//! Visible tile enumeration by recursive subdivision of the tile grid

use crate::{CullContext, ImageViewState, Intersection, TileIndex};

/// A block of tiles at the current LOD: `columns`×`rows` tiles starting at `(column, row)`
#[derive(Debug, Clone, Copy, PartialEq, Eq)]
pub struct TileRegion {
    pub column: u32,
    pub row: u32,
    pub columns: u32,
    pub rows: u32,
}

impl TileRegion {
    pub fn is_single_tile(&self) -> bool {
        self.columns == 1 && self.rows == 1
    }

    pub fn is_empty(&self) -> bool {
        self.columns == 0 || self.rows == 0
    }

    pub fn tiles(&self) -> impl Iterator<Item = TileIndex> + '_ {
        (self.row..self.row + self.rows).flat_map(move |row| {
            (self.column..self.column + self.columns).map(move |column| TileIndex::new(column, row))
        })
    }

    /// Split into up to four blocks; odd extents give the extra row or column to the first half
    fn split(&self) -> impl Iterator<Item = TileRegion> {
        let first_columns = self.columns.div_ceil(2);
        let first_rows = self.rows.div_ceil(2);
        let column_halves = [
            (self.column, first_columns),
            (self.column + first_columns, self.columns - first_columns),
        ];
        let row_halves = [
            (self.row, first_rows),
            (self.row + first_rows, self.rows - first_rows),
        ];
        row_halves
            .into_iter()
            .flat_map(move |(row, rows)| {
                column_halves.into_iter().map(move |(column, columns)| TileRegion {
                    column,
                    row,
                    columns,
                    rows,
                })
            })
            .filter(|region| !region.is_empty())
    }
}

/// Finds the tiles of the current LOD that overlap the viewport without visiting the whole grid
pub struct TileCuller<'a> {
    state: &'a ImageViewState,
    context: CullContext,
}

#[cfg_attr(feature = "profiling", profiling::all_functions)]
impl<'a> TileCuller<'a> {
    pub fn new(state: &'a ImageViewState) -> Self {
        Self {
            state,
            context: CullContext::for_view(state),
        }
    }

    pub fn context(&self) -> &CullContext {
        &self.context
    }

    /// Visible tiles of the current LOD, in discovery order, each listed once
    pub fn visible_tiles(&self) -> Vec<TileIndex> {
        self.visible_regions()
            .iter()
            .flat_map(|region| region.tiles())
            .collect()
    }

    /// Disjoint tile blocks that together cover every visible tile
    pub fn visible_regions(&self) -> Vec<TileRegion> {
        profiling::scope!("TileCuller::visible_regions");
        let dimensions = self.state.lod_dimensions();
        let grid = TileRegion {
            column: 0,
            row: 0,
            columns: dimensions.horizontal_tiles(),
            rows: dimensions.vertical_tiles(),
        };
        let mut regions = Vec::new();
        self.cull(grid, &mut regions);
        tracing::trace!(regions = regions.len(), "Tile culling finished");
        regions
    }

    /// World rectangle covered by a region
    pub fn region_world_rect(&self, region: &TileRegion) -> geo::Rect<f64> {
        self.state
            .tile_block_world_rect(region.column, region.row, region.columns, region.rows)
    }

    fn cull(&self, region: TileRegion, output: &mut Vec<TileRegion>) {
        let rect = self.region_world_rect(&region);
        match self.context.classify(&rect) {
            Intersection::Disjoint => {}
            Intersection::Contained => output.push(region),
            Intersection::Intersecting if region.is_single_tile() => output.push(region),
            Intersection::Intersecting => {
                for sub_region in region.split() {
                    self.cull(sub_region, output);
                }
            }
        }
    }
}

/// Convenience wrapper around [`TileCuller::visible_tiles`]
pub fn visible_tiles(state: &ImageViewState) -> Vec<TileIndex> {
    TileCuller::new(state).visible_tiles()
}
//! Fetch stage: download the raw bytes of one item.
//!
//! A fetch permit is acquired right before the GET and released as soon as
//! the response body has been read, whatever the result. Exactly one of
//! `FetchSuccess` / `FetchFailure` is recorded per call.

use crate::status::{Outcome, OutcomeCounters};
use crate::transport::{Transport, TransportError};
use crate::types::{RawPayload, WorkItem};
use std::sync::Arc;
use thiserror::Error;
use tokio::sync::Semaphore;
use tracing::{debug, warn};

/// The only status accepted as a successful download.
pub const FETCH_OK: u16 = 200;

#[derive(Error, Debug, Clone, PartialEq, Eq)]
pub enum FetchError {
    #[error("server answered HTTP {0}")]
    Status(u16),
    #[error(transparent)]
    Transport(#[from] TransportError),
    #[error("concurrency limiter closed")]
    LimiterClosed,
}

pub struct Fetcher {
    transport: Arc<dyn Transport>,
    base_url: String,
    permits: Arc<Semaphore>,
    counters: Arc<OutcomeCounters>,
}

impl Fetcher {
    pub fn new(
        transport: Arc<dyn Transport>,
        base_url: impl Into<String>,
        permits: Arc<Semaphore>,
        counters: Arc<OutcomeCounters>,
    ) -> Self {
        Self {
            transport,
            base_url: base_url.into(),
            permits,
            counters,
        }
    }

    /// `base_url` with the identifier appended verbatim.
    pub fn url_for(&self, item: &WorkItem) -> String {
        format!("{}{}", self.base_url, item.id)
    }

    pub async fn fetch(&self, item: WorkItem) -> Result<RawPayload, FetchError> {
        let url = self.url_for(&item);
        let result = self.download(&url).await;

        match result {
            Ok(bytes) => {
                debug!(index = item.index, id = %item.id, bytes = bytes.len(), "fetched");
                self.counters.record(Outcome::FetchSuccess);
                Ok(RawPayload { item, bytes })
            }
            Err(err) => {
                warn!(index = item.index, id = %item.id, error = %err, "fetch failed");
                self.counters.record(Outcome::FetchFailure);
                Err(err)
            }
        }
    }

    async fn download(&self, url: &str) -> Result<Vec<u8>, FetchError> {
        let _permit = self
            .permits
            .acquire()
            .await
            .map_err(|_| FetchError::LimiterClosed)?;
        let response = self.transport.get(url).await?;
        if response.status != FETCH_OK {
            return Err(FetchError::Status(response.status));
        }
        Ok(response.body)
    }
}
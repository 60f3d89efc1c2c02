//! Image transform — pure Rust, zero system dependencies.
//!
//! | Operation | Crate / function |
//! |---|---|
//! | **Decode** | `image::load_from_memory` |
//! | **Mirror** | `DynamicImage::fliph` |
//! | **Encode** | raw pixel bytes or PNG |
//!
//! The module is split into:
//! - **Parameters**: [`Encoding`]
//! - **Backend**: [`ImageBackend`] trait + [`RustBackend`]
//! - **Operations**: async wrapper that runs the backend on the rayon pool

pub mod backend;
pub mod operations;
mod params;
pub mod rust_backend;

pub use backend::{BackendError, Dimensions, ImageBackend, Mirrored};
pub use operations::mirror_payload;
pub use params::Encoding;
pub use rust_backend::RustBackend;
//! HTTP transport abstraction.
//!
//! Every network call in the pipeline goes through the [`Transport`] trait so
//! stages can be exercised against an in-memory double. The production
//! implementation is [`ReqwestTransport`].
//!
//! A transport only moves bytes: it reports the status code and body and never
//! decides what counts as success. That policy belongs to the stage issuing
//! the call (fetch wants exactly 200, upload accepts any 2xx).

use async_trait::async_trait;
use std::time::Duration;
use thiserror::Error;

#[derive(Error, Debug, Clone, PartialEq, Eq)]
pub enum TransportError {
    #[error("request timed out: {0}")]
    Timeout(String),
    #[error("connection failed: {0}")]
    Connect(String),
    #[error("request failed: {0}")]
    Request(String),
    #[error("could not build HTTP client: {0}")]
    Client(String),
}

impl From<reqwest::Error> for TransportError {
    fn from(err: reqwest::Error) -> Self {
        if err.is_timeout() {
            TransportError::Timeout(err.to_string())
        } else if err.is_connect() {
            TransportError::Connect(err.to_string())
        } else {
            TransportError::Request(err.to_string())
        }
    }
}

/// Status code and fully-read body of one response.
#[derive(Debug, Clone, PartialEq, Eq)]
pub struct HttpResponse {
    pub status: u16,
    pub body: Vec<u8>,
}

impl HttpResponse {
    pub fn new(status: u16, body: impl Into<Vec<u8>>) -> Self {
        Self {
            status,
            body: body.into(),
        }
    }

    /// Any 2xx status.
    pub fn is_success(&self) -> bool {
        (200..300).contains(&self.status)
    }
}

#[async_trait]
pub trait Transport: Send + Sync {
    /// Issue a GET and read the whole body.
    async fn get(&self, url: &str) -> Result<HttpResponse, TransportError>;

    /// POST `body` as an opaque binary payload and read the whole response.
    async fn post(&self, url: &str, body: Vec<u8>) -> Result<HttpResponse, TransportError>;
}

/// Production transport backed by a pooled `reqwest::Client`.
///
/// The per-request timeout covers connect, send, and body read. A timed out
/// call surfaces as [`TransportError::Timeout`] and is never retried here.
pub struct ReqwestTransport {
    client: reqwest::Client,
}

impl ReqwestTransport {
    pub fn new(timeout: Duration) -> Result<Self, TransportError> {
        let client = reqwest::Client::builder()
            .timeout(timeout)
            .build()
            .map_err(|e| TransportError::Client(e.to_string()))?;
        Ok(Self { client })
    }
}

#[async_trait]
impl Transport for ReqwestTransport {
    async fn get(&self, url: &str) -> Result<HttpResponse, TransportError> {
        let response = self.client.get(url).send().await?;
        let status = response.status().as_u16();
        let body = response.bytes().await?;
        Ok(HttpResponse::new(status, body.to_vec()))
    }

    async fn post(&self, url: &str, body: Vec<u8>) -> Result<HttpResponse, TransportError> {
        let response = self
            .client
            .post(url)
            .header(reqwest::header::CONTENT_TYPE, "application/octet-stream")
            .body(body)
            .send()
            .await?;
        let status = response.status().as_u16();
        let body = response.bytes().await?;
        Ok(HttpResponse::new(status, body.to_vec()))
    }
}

...

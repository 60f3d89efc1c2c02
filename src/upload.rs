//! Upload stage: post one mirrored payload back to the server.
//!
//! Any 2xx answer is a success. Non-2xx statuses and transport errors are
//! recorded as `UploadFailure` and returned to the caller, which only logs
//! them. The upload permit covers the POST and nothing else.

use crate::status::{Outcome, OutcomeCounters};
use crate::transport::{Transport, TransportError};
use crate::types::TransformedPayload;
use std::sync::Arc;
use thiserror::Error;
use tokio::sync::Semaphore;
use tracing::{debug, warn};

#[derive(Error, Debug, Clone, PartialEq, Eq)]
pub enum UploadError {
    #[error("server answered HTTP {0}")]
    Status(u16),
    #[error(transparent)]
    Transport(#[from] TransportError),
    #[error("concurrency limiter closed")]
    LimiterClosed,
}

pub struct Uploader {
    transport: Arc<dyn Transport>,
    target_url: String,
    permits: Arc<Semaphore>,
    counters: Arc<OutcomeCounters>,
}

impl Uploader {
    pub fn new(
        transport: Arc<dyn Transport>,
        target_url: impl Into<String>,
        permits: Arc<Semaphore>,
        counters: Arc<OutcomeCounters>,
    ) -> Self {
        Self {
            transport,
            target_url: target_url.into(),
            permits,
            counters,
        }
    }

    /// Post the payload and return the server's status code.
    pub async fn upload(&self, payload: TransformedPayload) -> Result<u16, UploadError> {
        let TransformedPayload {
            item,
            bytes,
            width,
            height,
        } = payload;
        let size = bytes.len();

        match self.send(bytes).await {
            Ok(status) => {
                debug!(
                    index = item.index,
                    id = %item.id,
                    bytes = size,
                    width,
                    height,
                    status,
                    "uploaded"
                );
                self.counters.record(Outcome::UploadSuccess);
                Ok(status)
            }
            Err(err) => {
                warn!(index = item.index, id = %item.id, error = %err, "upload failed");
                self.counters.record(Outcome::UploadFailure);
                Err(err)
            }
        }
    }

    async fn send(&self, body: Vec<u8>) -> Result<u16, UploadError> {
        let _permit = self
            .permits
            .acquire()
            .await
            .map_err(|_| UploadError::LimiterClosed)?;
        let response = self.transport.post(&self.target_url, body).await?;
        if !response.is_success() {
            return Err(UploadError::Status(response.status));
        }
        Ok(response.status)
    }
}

## [Try it]
Out of the data above, give again only the lines starting at the one holding "pub fn new(timeout: Duration)" and ending at the one holding "impl Transport for", unchanged.

## [Answer to the problem]
    pub fn new(timeout: Duration) -> Result<Self, TransportError> {
        let client = reqwest::Client::builder()
            .timeout(timeout)
            .build()
            .map_err(|e| TransportError::Client(e.to_string()))?;
        Ok(Self { client })
    }
}

#[async_trait]
impl Transport for ReqwestTransport {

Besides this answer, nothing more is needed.